Then there is Melanie Wilkes, Scarlett’s sister-in-law from her first husband — the southern lady par excellence and the wife of Scarlett’s beloved Ashley Wilkes. Melly is the epitome of goodness, an unyielding nucleus of strength for southern society, a paragon of virtue and honour and we see Scarlett constantly battling against her own feelings toward the do-gooder Melly. Though Melanie is perfection, her heart as clean and pure, our hearts go to Scarlett. Every woman knows she should aspire to be Melanie, though secretly all of us want to be Scarlett.

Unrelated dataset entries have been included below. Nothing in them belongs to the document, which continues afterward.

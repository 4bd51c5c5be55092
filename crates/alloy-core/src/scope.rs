//! [`Scope`] — the three state consistency models a plugin may opt into.

use serde::{Deserialize, Serialize};

/// The consistency model backing a plugin's persisted state.
///
/// See spec §4.2 (global/channel) and §4.3 (epic) for the semantics of each
/// variant; they are fundamentally different and not interchangeable at
/// runtime without an explicit migration.
#[derive(Debug, Clone, Copy, PartialEq, Eq, Hash, Serialize, Deserialize)]
#[serde(rename_all = "snake_case")]
pub enum Scope {
    /// A single unrewindable blob shared across all channels.
    Global,
    /// Per-channel state with one-hop read-only inheritance.
    Channel,
    /// Event-sourced per-channel state with rollback and fork.
    Epic,
}

impl Default for Scope {
    /// `state_scope` defaults to `channel` per spec §6.
    fn default() -> Self {
        Scope::Channel
    }
}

Scarlett was a woman before her time, living life for herself, not for anyone else, or in the shadows of others — her family, her husband or her children, and for that every modern woman will love her.
Pagan prince
Then there is Rhett Butler, the handsome, pagan prince who makes every woman swoon. From the very beginning, he is cloaked in mystery and we are never clear as to where he comes from and who he really is. We know that he is rich, is rumoured to have made his money the wrong way and is contemptuous of the war. Unlike everyone else around him, Rhett draws pleasure from the chaos of war. He is forever amused, mocking and impervious to the opinions of others. His role-playing is so perfect at times that it verges on burlesque.

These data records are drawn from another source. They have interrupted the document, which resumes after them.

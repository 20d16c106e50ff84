//! The NSD orchestrator: a single-writer state machine multiplexing client
//! apps onto the mDNS backends.
//!
//! One worker thread owns every registry. External inputs (client verbs,
//! backend events, process-importance changes, socket updates, the cleanup
//! timer) arrive as [`Command`]s on an unbounded channel and are handled
//! strictly serially. Dispatch is two-level: the `Enabled` state handles the
//! operational verbs and backend events, and falls through to the `Default`
//! state for client registration, daemon lifecycle and everything that must
//! keep working outside the enabled state.

#[cfg(feature = "logging")]
use crate::log::{debug, error, info};
use crate::backend::{
    AdvertiserMetrics, DeviceConfig, DiscoveryEngine, LegacyDaemon, LinkResolver, MDnsEvent,
    MdnsSearchOptions, MdnsServiceInfo, MetricsSink, MulticastLock, NoopMetrics, OffloadEvent,
    OffloadServiceInfo, ServiceAdvertiser, SocketProvider, StaticDeviceConfig,
    SystemLinkResolver, Transport,
};
use crate::client::{ClientEvent, ClientInfo, ClientRequest, LegacyVerb, NsdError, RequestHeader, MAX_LIMIT};
use crate::error::{e_fmt, Error, Result};
use crate::service_info::{Network, NsdServiceInfo, DUMMY_NET_ID, LOCAL_NET_ID, NETID_UNSET};
use crate::service_info::{encode_txt_record, parse_txt_record};
use crate::service_type::{
    parse_type_and_subtype, split_escaped_instance, truncate_service_name, unescape,
    MAX_LABEL_LENGTH,
};
use crate::shared_log::{current_time_millis, SharedLog};
use flume::{Receiver, RecvTimeoutError, Sender, TrySendError};
use std::{
    collections::{HashMap, HashSet, VecDeque},
    fmt,
    net::IpAddr,
    sync::{
        atomic::{AtomicI64, Ordering},
        Arc,
    },
    thread,
    time::Duration,
};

He appears in the very beginning of the book at the last barbecue at the Wilkeses’ plantation, Twelve Oaks, and his prurient curiosity in Scarlett’s life brings him back throughout the book, till he professes his love for Scarlett and marries her, asking her for her hand at her second husband’s funeral.
The love triangle of the dreamy, golden-haired Ashley Wilkes, the swarthy Rhett Butler and fiery Scarlett is one of the most interesting aspects of the book. Mitchell captures perfectly the folly of so many women — when she has the perfect man under her nose, she’ll dream of the man she cannot have. The reader sees how perfect Scarlett and Rhett are for each other, and we know that Rhett will give Scarlett everything that she has ever dreamt of. Yet she holds on to her love for the broken Ashley, maybe because it is a memory of the untroubled, beautiful past, untainted by the horror of war.
Every time I read this book, I want to shake Scarlett by the shoulder and scream: “Can’t you see how perfect he is for you? Why don’t you just realise it and your life will be perfect!”
For Scarlett, Ashley and Rhett are the only two men who elude her girlish understanding, for they are adults and they lack the element of boyishness. Scarlett supports Ashley and his family fiercely, though Ashley is unable to offer her anything in return. Rhett is an ardent, tender lover but also a mocking devil who rips the lid of Scarlett’s temper and enjoys the explosion.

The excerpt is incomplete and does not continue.